Task requirements: What you return must match the records word for word.

Data extracted from a collection:
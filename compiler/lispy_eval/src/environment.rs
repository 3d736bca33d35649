//! Chained environments.
//!
//! An [`Environment`] is a handle to one frame ([`Scope`]) whose parent link
//! leads outward to the global frame, the only frame without a parent.
//! Handles are cheap to clone and share the frame they point at; values
//! stored in a frame are never shared, and every lookup returns a deep copy.

use rustc_hash::FxHashMap;
use std::cell::RefCell;
use std::fmt;
use std::rc::Rc;

use crate::errors::unknown_symbol;
use crate::value::Value;

/// Single-threaded shared cell for frames.
///
/// Frames are reachable from several places at once: the global frame from
/// every active call frame, a call frame from nested calls made inside it.
/// All of that sharing happens on one thread, so `Rc` rather than `Arc`.
#[repr(transparent)]
pub struct LocalScope<T>(Rc<RefCell<T>>);

impl<T> LocalScope<T> {
    #[inline]
    pub fn new(value: T) -> Self {
        LocalScope(Rc::new(RefCell::new(value)))
    }

    #[inline]
    pub fn borrow(&self) -> std::cell::Ref<'_, T> {
        self.0.borrow()
    }

    #[inline]
    pub fn borrow_mut(&self) -> std::cell::RefMut<'_, T> {
        self.0.borrow_mut()
    }

    /// Whether both handles point at the same cell.
    #[inline]
    pub fn ptr_eq(&self, other: &Self) -> bool {
        Rc::ptr_eq(&self.0, &other.0)
    }
}

impl<T> Clone for LocalScope<T> {
    #[inline]
    fn clone(&self) -> Self {
        LocalScope(Rc::clone(&self.0))
    }
}

impl<T: fmt::Debug> fmt::Debug for LocalScope<T> {
    fn fmt(&self, f: &mut fmt::Formatter<'_>) -> fmt::Result {
        f.debug_tuple("LocalScope").field(&self.0).finish()
    }
}

/// One frame of bindings plus an optional parent.
///
/// Names are unique within a frame: defining an existing name overwrites it.
/// `Clone` deep-copies the bindings and keeps the same parent reference.
#[derive(Clone, Default)]
pub struct Scope {
    bindings: FxHashMap<String, Value>,
    parent: Option<LocalScope<Scope>>,
}

impl Scope {
    /// Empty frame with no parent.
    pub fn new() -> Self {
        Scope::default()
    }

    pub fn with_parent(parent: LocalScope<Scope>) -> Self {
        Scope {
            bindings: FxHashMap::default(),
            parent: Some(parent),
        }
    }

    /// Bind or overwrite `name` in this frame.
    #[inline]
    pub fn define(&mut self, name: impl Into<String>, value: Value) {
        self.bindings.insert(name.into(), value);
    }

    /// Value bound in this frame only, ignoring parents.
    #[inline]
    pub fn get(&self, name: &str) -> Option<&Value> {
        self.bindings.get(name)
    }

    pub fn set_parent(&mut self, parent: Option<LocalScope<Scope>>) {
        self.parent = parent;
    }

    pub fn parent(&self) -> Option<&LocalScope<Scope>> {
        self.parent.as_ref()
    }

    pub fn len(&self) -> usize {
        self.bindings.len()
    }

    pub fn is_empty(&self) -> bool {
        self.bindings.is_empty()
    }

    /// Remove every binding, yielding the values.
    pub(crate) fn drain_values(&mut self) -> impl Iterator<Item = Value> + '_ {
        self.bindings.drain().map(|(_, value)| value)
    }
}

/// Frames compare by their own bindings; parents are not followed.
impl PartialEq for Scope {
    fn eq(&self, other: &Self) -> bool {
        self.bindings == other.bindings
    }
}

impl fmt::Debug for Scope {
    fn fmt(&self, f: &mut fmt::Formatter<'_>) -> fmt::Result {
        f.debug_struct("Scope")
            .field("bindings", &self.bindings)
            .field("has_parent", &self.parent.is_some())
            .finish()
    }
}

/// Handle to the innermost frame of an evaluation context.
#[derive(Clone, Debug)]
pub struct Environment {
    frame: LocalScope<Scope>,
}

impl Environment {
    /// Fresh global environment: one empty frame, no parent.
    pub fn new() -> Self {
        Environment {
            frame: LocalScope::new(Scope::new()),
        }
    }

    /// Wrap an existing frame (with whatever parent it already has).
    pub fn from_scope(scope: Scope) -> Self {
        Environment {
            frame: LocalScope::new(scope),
        }
    }

    /// New empty frame whose parent is this environment.
    #[must_use]
    pub fn child(&self) -> Self {
        Environment::from_scope(Scope::with_parent(self.frame.clone()))
    }

    /// Handle to the enclosing frame, if any.
    pub fn parent(&self) -> Option<Environment> {
        self.frame
            .borrow()
            .parent()
            .map(|frame| Environment {
                frame: frame.clone(),
            })
    }

    /// Whether this is the outermost frame.
    pub fn is_global(&self) -> bool {
        self.frame.borrow().parent().is_none()
    }

    /// Whether both handles point at the same frame.
    pub fn same_frame(&self, other: &Environment) -> bool {
        self.frame.ptr_eq(&other.frame)
    }

    /// Frame handle, for attaching as another frame's parent.
    pub fn frame(&self) -> &LocalScope<Scope> {
        &self.frame
    }

    /// Outermost frame reachable from this one.
    fn global_frame(&self) -> LocalScope<Scope> {
        let mut frame = self.frame.clone();
        loop {
            let parent = frame.borrow().parent().cloned();
            match parent {
                Some(parent) => frame = parent,
                None => return frame,
            }
        }
    }

    /// Bind or overwrite `name` in this frame.
    pub fn define_local(&self, name: impl Into<String>, value: Value) {
        self.frame.borrow_mut().define(name, value);
    }

    /// Bind or overwrite `name` in the outermost frame.
    pub fn define_global(&self, name: impl Into<String>, value: Value) {
        let name = name.into();
        tracing::debug!(%name, "define global");
        self.global_frame().borrow_mut().define(name, value);
    }

    /// Copy of the value bound to `name` in the nearest frame that has it,
    /// or an unbound-symbol error value.
    pub fn lookup(&self, name: &str) -> Value {
        let mut frame = self.frame.clone();
        loop {
            let parent = {
                let scope = frame.borrow();
                if let Some(value) = scope.get(name) {
                    return value.clone();
                }
                scope.parent().cloned()
            };
            match parent {
                Some(parent) => frame = parent,
                None => return Value::error(unknown_symbol(name)),
            }
        }
    }

    /// Independent environment: same parent, deep copy of every binding.
    #[must_use]
    pub fn copy(&self) -> Self {
        Environment::from_scope(self.frame.borrow().clone())
    }
}

impl Default for Environment {
    fn default() -> Self {
        Self::new()
    }
}

#[cfg(test)]
mod tests;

Exercise solution:
filename compiler/lispy_eval/src/environment.rs
repository 3d736bca33d35649
//! Chained environments.
//!
//! An [`Environment`] is a handle to one frame ([`Scope`]) whose parent link
//! leads outward to the global frame, the only frame without a parent.
//! Handles are cheap to clone and share the frame they point at; values
//! stored in a frame are never shared, and every lookup returns a deep copy.

use rustc_hash::FxHashMap;
use std::cell::RefCell;
use std::fmt;
use std::rc::Rc;

use crate::errors::unknown_symbol;
use crate::value::Value;

/// Single-threaded shared cell for frames.
///
/// Frames are reachable from several places at once: the global frame from
/// every active call frame, a call frame from nested calls made inside it.
/// All of that sharing happens on one thread, so `Rc` rather than `Arc`.
#[repr(transparent)]
pub struct LocalScope<T>(Rc<RefCell<T>>);

impl<T> LocalScope<T> {
    #[inline]
    pub fn new(value: T) -> Self {
        LocalScope(Rc::new(RefCell::new(value)))
    }

    #[inline]
    pub fn borrow(&self) -> std::cell::Ref<'_, T> {
        self.0.borrow()
    }

    #[inline]
    pub fn borrow_mut(&self) -> std::cell::RefMut<'_, T> {
        self.0.borrow_mut()
    }

    /// Whether both handles point at the same cell.
    #[inline]
    pub fn ptr_eq(&self, other: &Self) -> bool {
        Rc::ptr_eq(&self.0, &other.0)
    }
}

impl<T> Clone for LocalScope<T> {
    #[inline]
    fn clone(&self) -> Self {
        LocalScope(Rc::clone(&self.0))
    }
}

impl<T: fmt::Debug> fmt::Debug for LocalScope<T> {
    fn fmt(&self, f: &mut fmt::Formatter<'_>) -> fmt::Result {
        f.debug_tuple("LocalScope").field(&self.0).finish()
    }
}

/// One frame of bindings plus an optional parent.
///
/// Names are unique within a frame: defining an existing name overwrites it.
/// `Clone` deep-copies the bindings and keeps the same parent reference.
#[derive(Clone, Default)]
pub struct Scope {
    bindings: FxHashMap<String, Value>,
    parent: Option<LocalScope<Scope>>,
}

impl Scope {
    /// Empty frame with no parent.
    pub fn new() -> Self {
        Scope::default()
    }

    pub fn with_parent(parent: LocalScope<Scope>) -> Self {
        Scope {
            bindings: FxHashMap::default(),
            parent: Some(parent),
        }
    }

    /// Bind or overwrite `name` in this frame.
    #[inline]
    pub fn define(&mut self, name: impl Into<String>, value: Value) {
        self.bindings.insert(name.into(), value);
    }

    /// Value bound in this frame only, ignoring parents.
    #[inline]
    pub fn get(&self, name: &str) -> Option<&Value> {
        self.bindings.get(name)
    }

    pub fn set_parent(&mut self, parent: Option<LocalScope<Scope>>) {
        self.parent = parent;
    }

    pub fn parent(&self) -> Option<&LocalScope<Scope>> {
        self.parent.as_ref()
    }

    pub fn len(&self) -> usize {
        self.bindings.len()
    }

    pub fn is_empty(&self) -> bool {
        self.bindings.is_empty()
    }

    /// Remove every binding, yielding the values.
    pub(crate) fn drain_values(&mut self) -> impl Iterator<Item = Value> + '_ {
        self.bindings.drain().map(|(_, value)| value)
    }
}

/// Frames compare by their own bindings; parents are not followed.
impl PartialEq for Scope {
    fn eq(&self, other: &Self) -> bool {
        self.bindings == other.bindings
    }
}

impl fmt::Debug for Scope {
    fn fmt(&self, f: &mut fmt::Formatter<'_>) -> fmt::Result {
        f.debug_struct("Scope")
            .field("bindings", &self.bindings)
            .field("has_parent", &self.parent.is_some())
            .finish()
    }
}

/// Handle to the innermost frame of an evaluation context.
#[derive(Clone, Debug)]
pub struct Environment {
    frame: LocalScope<Scope>,
}

impl Environment {
    /// Fresh global environment: one empty frame, no parent.
    pub fn new() -> Self {
        Environment {
            frame: LocalScope::new(Scope::new()),
        }
    }

    /// Wrap an existing frame (with whatever parent it already has).
    pub fn from_scope(scope: Scope) -> Self {
        Environment {
            frame: LocalScope::new(scope),
        }
    }

    /// New empty frame whose parent is this environment.
    #[must_use]
    pub fn child(&self) -> Self {
        Environment::from_scope(Scope::with_parent(self.frame.clone()))
    }

    /// Handle to the enclosing frame, if any.
    pub fn parent(&self) -> Option<Environment> {
        self.frame
            .borrow()
            .parent()
            .map(|frame| Environment {
                frame: frame.clone(),
            })
    }

    /// Whether this is the outermost frame.
    pub fn is_global(&self) -> bool {
        self.frame.borrow().parent().is_none()
    }

    /// Whether both handles point at the same frame.
    pub fn same_frame(&self, other: &Environment) -> bool {
        self.frame.ptr_eq(&other.frame)
    }

    /// Frame handle, for attaching as another frame's parent.
    pub fn frame(&self) -> &LocalScope<Scope> {
        &self.frame
    }

    /// Outermost frame reachable from this one.
    fn global_frame(&self) -> LocalScope<Scope> {
        let mut frame = self.frame.clone();
        loop {
            let parent = frame.borrow().parent().cloned();
            match parent {
                Some(parent) => frame = parent,
                None => return frame,
            }
        }
    }

    /// Bind or overwrite `name` in this frame.
    pub fn define_local(&self, name: impl Into<String>, value: Value) {
        self.frame.borrow_mut().define(name, value);
    }

    /// Bind or overwrite `name` in the outermost frame.
    pub fn define_global(&self, name: impl Into<String>, value: Value) {
        let name = name.into();
        tracing::debug!(%name, "define global");
        self.global_frame().borrow_mut().define(name, value);
    }

    /// Copy of the value bound to `name` in the nearest frame that has it,
    /// or an unbound-symbol error value.
    pub fn lookup(&self, name: &str) -> Value {
        let mut frame = self.frame.clone();
        loop {
            let parent = {
                let scope = frame.borrow();
                if let Some(value) = scope.get(name) {
                    return value.clone();
                }
                scope.parent().cloned()
            };
            match parent {
                Some(parent) => frame = parent,
                None => return Value::error(unknown_symbol(name)),
            }
        }
    }

    /// Independent environment: same parent, deep copy of every binding.
    #[must_use]
    pub fn copy(&self) -> Self {
        Environment::from_scope(self.frame.borrow().clone())
    }
}

impl Default for Environment {
    fn default() -> Self {
        Self::new()
    }
}

#[cfg(test)]
mod tests;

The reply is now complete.